WHAT IS REQUIRED:
Take every line from the data that has the word "description" in it.

RECORDS:
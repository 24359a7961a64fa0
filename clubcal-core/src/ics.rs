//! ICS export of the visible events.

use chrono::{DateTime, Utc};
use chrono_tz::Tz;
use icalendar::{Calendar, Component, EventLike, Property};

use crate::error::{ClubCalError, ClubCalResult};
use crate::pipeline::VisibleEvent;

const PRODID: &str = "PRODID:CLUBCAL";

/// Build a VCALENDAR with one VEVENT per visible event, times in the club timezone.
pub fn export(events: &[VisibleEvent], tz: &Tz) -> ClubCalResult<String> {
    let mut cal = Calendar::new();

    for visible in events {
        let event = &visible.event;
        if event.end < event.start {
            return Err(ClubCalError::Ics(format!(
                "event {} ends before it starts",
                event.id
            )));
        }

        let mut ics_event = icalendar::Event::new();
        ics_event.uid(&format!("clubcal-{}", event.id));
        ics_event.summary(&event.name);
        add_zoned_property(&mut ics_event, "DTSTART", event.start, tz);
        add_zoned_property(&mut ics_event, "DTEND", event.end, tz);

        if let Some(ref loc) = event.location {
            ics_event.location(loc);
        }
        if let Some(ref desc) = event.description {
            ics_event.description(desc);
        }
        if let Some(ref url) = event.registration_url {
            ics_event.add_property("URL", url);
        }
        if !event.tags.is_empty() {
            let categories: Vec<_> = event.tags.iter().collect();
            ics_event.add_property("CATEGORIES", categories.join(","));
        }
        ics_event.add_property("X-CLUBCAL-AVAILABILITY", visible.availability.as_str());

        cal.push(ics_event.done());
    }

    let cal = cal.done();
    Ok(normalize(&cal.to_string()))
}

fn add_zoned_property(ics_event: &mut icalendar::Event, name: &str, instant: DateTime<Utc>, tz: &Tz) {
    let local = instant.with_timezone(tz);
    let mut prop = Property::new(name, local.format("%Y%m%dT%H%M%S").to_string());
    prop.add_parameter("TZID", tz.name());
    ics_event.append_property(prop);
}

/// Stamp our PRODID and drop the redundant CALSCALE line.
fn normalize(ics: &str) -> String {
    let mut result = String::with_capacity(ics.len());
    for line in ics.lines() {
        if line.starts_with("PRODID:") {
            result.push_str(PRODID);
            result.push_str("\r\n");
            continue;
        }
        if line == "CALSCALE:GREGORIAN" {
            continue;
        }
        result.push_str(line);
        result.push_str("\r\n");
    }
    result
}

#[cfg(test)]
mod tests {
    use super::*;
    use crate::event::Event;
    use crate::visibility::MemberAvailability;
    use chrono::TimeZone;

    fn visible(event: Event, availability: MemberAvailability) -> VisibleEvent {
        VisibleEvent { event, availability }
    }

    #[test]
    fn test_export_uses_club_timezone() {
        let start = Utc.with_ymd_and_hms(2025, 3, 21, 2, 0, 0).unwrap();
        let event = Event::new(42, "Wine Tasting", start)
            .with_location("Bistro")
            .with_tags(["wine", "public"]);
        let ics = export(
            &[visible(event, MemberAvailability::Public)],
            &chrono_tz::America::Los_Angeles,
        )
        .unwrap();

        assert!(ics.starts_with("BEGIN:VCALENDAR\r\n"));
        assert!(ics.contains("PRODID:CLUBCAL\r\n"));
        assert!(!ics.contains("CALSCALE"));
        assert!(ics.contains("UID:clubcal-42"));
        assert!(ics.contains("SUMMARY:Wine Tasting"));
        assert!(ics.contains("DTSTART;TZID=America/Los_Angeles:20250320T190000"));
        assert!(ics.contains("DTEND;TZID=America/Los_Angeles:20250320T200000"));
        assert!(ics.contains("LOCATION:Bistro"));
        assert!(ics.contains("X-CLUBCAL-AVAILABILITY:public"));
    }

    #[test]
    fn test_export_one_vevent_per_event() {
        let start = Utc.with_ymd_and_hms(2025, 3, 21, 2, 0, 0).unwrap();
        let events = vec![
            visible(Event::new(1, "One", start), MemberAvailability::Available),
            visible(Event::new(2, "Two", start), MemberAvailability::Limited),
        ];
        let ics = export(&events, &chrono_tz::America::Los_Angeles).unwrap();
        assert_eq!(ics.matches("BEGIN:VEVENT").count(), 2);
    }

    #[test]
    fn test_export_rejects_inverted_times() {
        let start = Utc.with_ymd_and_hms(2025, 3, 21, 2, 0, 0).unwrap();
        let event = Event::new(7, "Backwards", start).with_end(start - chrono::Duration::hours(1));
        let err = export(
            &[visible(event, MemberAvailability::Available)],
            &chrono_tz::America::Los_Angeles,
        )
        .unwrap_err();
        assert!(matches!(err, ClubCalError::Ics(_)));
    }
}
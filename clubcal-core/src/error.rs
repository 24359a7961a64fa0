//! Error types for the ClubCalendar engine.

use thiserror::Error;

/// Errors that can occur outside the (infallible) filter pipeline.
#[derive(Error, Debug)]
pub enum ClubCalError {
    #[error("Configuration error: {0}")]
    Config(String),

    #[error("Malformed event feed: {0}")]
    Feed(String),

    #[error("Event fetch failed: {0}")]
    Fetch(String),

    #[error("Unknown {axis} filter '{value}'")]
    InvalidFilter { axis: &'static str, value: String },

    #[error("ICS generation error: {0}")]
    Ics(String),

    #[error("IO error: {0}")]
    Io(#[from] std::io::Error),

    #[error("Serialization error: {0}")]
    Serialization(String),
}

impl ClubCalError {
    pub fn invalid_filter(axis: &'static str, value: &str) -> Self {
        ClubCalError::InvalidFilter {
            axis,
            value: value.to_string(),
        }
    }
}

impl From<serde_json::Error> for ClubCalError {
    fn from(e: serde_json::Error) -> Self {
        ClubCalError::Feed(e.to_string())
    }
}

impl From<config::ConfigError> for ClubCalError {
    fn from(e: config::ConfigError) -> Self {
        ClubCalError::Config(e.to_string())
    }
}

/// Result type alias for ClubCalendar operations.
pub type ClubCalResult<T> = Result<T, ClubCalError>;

EXERCISE RESPONSE:
        if let Some(ref desc) = event.description {
            ics_event.description(desc);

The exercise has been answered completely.